• What this task involves
For the listing below, state how many lines include "TokenHeader". The number alone is the answer.
--------
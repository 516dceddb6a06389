//! Signed token issuance and verification.
//!
//! Tokens are compact JWS strings (`header.claims.signature`, base64url)
//! signed with a process-wide HMAC-SHA256 key. The payload is not
//! confidential; the signature keeps it tamper-evident and self-contained, so
//! no server-side session state is needed to authenticate a request.

use base64ct::{Base64UrlUnpadded, Encoding};
use hmac::{Hmac, Mac};
use secrecy::{ExposeSecret, SecretString};
use serde::{Deserialize, Serialize};
use sha2::Sha256;
use thiserror::Error;

use super::principal::Role;

type HmacSha256 = Hmac<Sha256>;

pub const DEFAULT_TOKEN_TTL_SECONDS: i64 = 10 * 60 * 60;

#[derive(Debug, Clone, Serialize, Deserialize, PartialEq, Eq)]
pub struct TokenHeader {
    pub alg: String,
    pub typ: String,
}

impl TokenHeader {
    fn hs256() -> Self {
        Self {
            alg: "HS256".to_string(),
            typ: "JWT".to_string(),
        }
    }
}

#[derive(Debug, Clone, Serialize, Deserialize, PartialEq, Eq)]
pub struct TokenClaims {
    pub sub: String,
    pub roles: Vec<Role>,
    pub iat: i64,
    pub exp: i64,
}

#[derive(Debug, Error)]
pub enum Error {
    #[error("invalid token format")]
    TokenFormat,
    #[error("invalid base64url encoding")]
    Base64,
    #[error("invalid json")]
    Json(#[from] serde_json::Error),
    #[error("unsupported algorithm: {0}")]
    UnsupportedAlg(String),
    #[error("invalid signing key")]
    Key,
    #[error("invalid signature")]
    InvalidSignature,
    #[error("token expired")]
    Expired,
}

fn b64e_json<T: Serialize>(value: &T) -> Result<String, Error> {
    let json = serde_json::to_vec(value)?;
    Ok(Base64UrlUnpadded::encode_string(&json))
}

fn b64d_json<T: for<'de> Deserialize<'de>>(s: &str) -> Result<T, Error> {
    let bytes = Base64UrlUnpadded::decode_vec(s).map_err(|_| Error::Base64)?;
    Ok(serde_json::from_slice(&bytes)?)
}

/// Issues and verifies signed tokens with a fixed expiry window.
///
/// The signing key and TTL come from process-wide configuration initialized
/// at startup and never mutated, so one codec is safely shared across
/// arbitrarily many concurrent requests.
pub struct TokenCodec {
    key: SecretString,
    ttl_seconds: i64,
}

impl TokenCodec {
    #[must_use]
    pub fn new(key: SecretString, ttl_seconds: i64) -> Self {
        Self { key, ttl_seconds }
    }

    fn mac(&self) -> Result<HmacSha256, Error> {
        HmacSha256::new_from_slice(self.key.expose_secret().as_bytes()).map_err(|_| Error::Key)
    }

    /// Create a signed token for `subject` expiring `ttl_seconds` after `now`.
    ///
    /// # Errors
    ///
    /// Returns an error if the claims cannot be encoded or the key is unusable.
    pub fn issue(&self, subject: &str, roles: &[Role], now: i64) -> Result<String, Error> {
        let header_b64 = b64e_json(&TokenHeader::hs256())?;
        let claims = TokenClaims {
            sub: subject.to_string(),
            roles: roles.to_vec(),
            iat: now,
            exp: now + self.ttl_seconds,
        };
        let claims_b64 = b64e_json(&claims)?;
        let signing_input = format!("{header_b64}.{claims_b64}");

        let mut mac = self.mac()?;
        mac.update(signing_input.as_bytes());
        let signature_b64 = Base64UrlUnpadded::encode_string(&mac.finalize().into_bytes());

        Ok(format!("{signing_input}.{signature_b64}"))
    }

    /// Verify signature and expiry, returning the decoded claims.
    ///
    /// The signature is checked before the claims are trusted; expiry is
    /// checked last so a tampered expiry cannot mask a bad signature.
    ///
    /// # Errors
    ///
    /// Returns `Expired` past the expiry instant and a malformed-token error
    /// (`TokenFormat`, `Base64`, `Json`, `UnsupportedAlg`, `InvalidSignature`)
    /// for anything that does not verify.
    pub fn decode(&self, token: &str, now: i64) -> Result<TokenClaims, Error> {
        let mut parts = token.split('.');
        let header_b64 = parts.next().ok_or(Error::TokenFormat)?;
        let claims_b64 = parts.next().ok_or(Error::TokenFormat)?;
        let sig_b64 = parts.next().ok_or(Error::TokenFormat)?;
        if parts.next().is_some() {
            return Err(Error::TokenFormat);
        }

        let header: TokenHeader = b64d_json(header_b64)?;
        if header.alg != "HS256" {
            return Err(Error::UnsupportedAlg(header.alg));
        }

        let signature = Base64UrlUnpadded::decode_vec(sig_b64).map_err(|_| Error::Base64)?;
        let mut mac = self.mac()?;
        mac.update(format!("{header_b64}.{claims_b64}").as_bytes());
        // verify_slice is constant-time.
        mac.verify_slice(&signature)
            .map_err(|_| Error::InvalidSignature)?;

        let claims: TokenClaims = b64d_json(claims_b64)?;
        if claims.exp <= now {
            return Err(Error::Expired);
        }

        Ok(claims)
    }

    /// Extract the subject of a verified, unexpired token.
    ///
    /// # Errors
    ///
    /// Same failure modes as [`TokenCodec::decode`].
    pub fn extract_subject(&self, token: &str, now: i64) -> Result<String, Error> {
        Ok(self.decode(token, now)?.sub)
    }

    /// Re-verify signature and expiry and compare the embedded subject.
    ///
    /// Never fails on tampered input; any defect yields `false`.
    #[must_use]
    pub fn validate(&self, token: &str, expected_subject: &str, now: i64) -> bool {
        self.decode(token, now)
            .map_or(false, |claims| claims.sub == expected_subject)
    }
}
use crate::api;
use crate::api::handlers::auth::AuthConfig;
use crate::cli::actions::Action;
use anyhow::Result;

/// Handle the server action
pub async fn handle(action: Action) -> Result<()> {
    match action {
        Action::Server {
            port,
            dsn,
            signing_key,
            token_ttl,
        } => {
            let config = AuthConfig::new(signing_key).with_token_ttl_seconds(token_ttl);

            api::new(port, dsn, config).await?;
        }
    }

    Ok(())
}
--------
• Response area
4